Tapi secara psikologi, di sanalah justru titik yang membuat manusia beragama itu tidak mudah menyerahkan hidup. Surga, sesuatu yang bisa dicapai setelah mati yang artinya selama hidup kita hanya mengira-ngira sudah sebaik apakah diri kita, sudah pantaskah Tuhan membalas kita dengan hadiah super luar biasaNya? Dalam Islam sendiri (karena saya beragama Islam), tidak ada nilai absolut untuk poin-poin pahala, seperti : beramal sebesar 1000 rupiah akan mendapatkan satu tiket, puasa senin-kamis akan dapat 100 tiket. Untuk masuk surga paling rendah perlu sejuta tiket, dan surga firdaus (tertinggi) perlu satu milyar tiket. Bersyukurlah, kitab suci umat Islam tidak menuliskannya. Karena itu manusia berlomba-lomba, mengira-ngira, dan tidak pernah berhenti berusaha memperbaiki dirinya karena khawatir bahwa dirinya belum memenuhi persyaratan masuk surga.

Untuk poin pertama ini kesampingkan emosi pribadi seperti kasih sayang Nabi Muhammad atau kecintaan Allah SWT ya, saya mencoba menjelaskan secara universal soalnya ;)
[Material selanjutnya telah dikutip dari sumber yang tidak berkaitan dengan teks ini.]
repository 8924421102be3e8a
pub mod executor;
pub mod handlers;

pub use crate::events::AppCommand;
Kedua, masalah. Mereka bosan, hidup mereka menjadi monoton. Logikanya begini, kita tidak akan menemukan kesenangan tanpa kesedihan, kita tidak akan menemukan kebaikan tanpa adanya kebatilan, jadi kita tidak akan menemukan hal positif tanpa adanya hal negatif. Orang-orang dengan kesempurnaan duniawi itu tidak bisa lagi menemukan kebahagiaan karena setiap hari yang ia temukan adalah kebahagiaan. Hidupnya monoton. Perasaan mereka tumpul, tidak bisa lagi merasakan nikmatnya kebahagiaan.
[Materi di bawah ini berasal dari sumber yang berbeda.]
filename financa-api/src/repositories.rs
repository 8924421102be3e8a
use crate::endpoints::{
    Month, TransactionId, Valor,
    categories::ListCategories,
    mappings::{DeleteDescriptionMapping, SaveDescriptionMapping},
    recurring::AddRecurring,
    transactions::{ListTransactions, UpdateByDescription, UpdateTransactionCategory},
    variances::ListSubcategoryVariances,
};

pub struct CategoryRepository;

impl CategoryRepository {
    pub fn new() -> Self {
        Self {}
    }

    pub fn list(&self) -> ListCategories {
        ListCategories::new()
    }
}

pub struct MappingRepository;

impl MappingRepository {
    pub fn new() -> Self {
        Self {}
    }

    pub fn save(
        &self,
        descricao_original: impl Into<String>,
        descricao_customizada: impl Into<String>,
    ) -> SaveDescriptionMapping {
        SaveDescriptionMapping::new(descricao_original, descricao_customizada)
    }

    pub fn delete(&self, descricao_original: impl Into<String>) -> DeleteDescriptionMapping {
        DeleteDescriptionMapping::new(descricao_original)
    }
}

pub struct RecurringRepository;

impl RecurringRepository {
    pub fn new() -> Self {
        Self {}
    }

    pub fn add(
        &self,
        descricao: impl Into<String>,
        categoria: impl Into<String>,
        valor: Valor,
    ) -> AddRecurring {
        AddRecurring::new(descricao, categoria, valor)
    }
}

pub struct TransactionRepository {
    month: Month,
}

impl TransactionRepository {
    pub fn new(month: Month) -> Self {
        Self { month }
    }

    pub fn list(&self, categoria: impl Into<String>) -> ListTransactions {
        ListTransactions::new(self.month.clone(), categoria)
    }

    pub fn update_category(
        &self,
        id: TransactionId,
        categoria: impl Into<String>,
    ) -> UpdateTransactionCategory {
        UpdateTransactionCategory::new(id, categoria)
    }

    pub fn update_by_description(
        &self,
        descricao: impl Into<String>,
        categoria: impl Into<String>,
    ) -> UpdateByDescription {
        UpdateByDescription::new(descricao, categoria)
    }
}

pub struct VarianceRepository {
    month: Month,
}

impl VarianceRepository {
    pub fn new(month: Month) -> Self {
        Self { month }
    }

    pub fn list(&self, categoria: impl Into<String>) -> ListSubcategoryVariances {
        ListSubcategoryVariances::new(self.month.clone(), categoria)
    }
}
Untuk bisa kembali merasakan kesenangan seperti yang pernah mereka rasakan, maka mereka berbuat sesuatu yang benar-benar menghancurkan hidupnya. Mereka dengan sengaja mencari keburukan untuk membedakan mana yang positif dan mana yang negatif. Karena dari sana kemudian mereka akan perlahan merangkak berjuang kembali mencapai kehidupan nyaman yang pernah dimiliki. Tapi, jangan salah persepsi, kalau sudah sengaja menghancurkan diri begitu, siapa yang bisa jamin kehidupannya bisa kembali seperti sedia kala?

Karena itu, istilah bermimpilah setinggi langit ada benarnya. Kenapa langit? Karena tingginya belum terdefinisi hingga kini. Jadi, teruslah bermimpi dan jangan pernah berhenti. Selain karena pemikiran tersebut bermakna positif secara langsung pada kehidupan manusia, pemikiran itu juga mempertahankan kejiwaan manusia dari keputusasaan dan ketidakbermaknaan hidup.


Menghargai dan toleransi pada keberadaan orang lain termasuk kekurangan dan kelebihannya sebenarnya adalah sebuah bentuk kewajiban, bukannya tindakan yang boleh dilakukan dan boleh tidak dilakukan. Percayalah, kalau bukan karena mereka berbeda dengan kita maka kita tidak akan menjadi seperti diri kita saat ini. Simpelnya begini, semua orang mempunyai sifat yang sama seperti kita. Menyenangkan? Kalau menurut saya sih membosankan. Apa bedanya kita dari orang lain? Apa spesialnya kita dari orang lain? Dan karena naluri manusia adalah menunjukkan eksistensi diri, menyuarakan pada dunia bahwa keberadaan diri mereka di bumi ini bermakna, maka siapa yang jamin kalau usaha membedakan diri itu berujung pada diri kita dengan sifat-sikap negatif?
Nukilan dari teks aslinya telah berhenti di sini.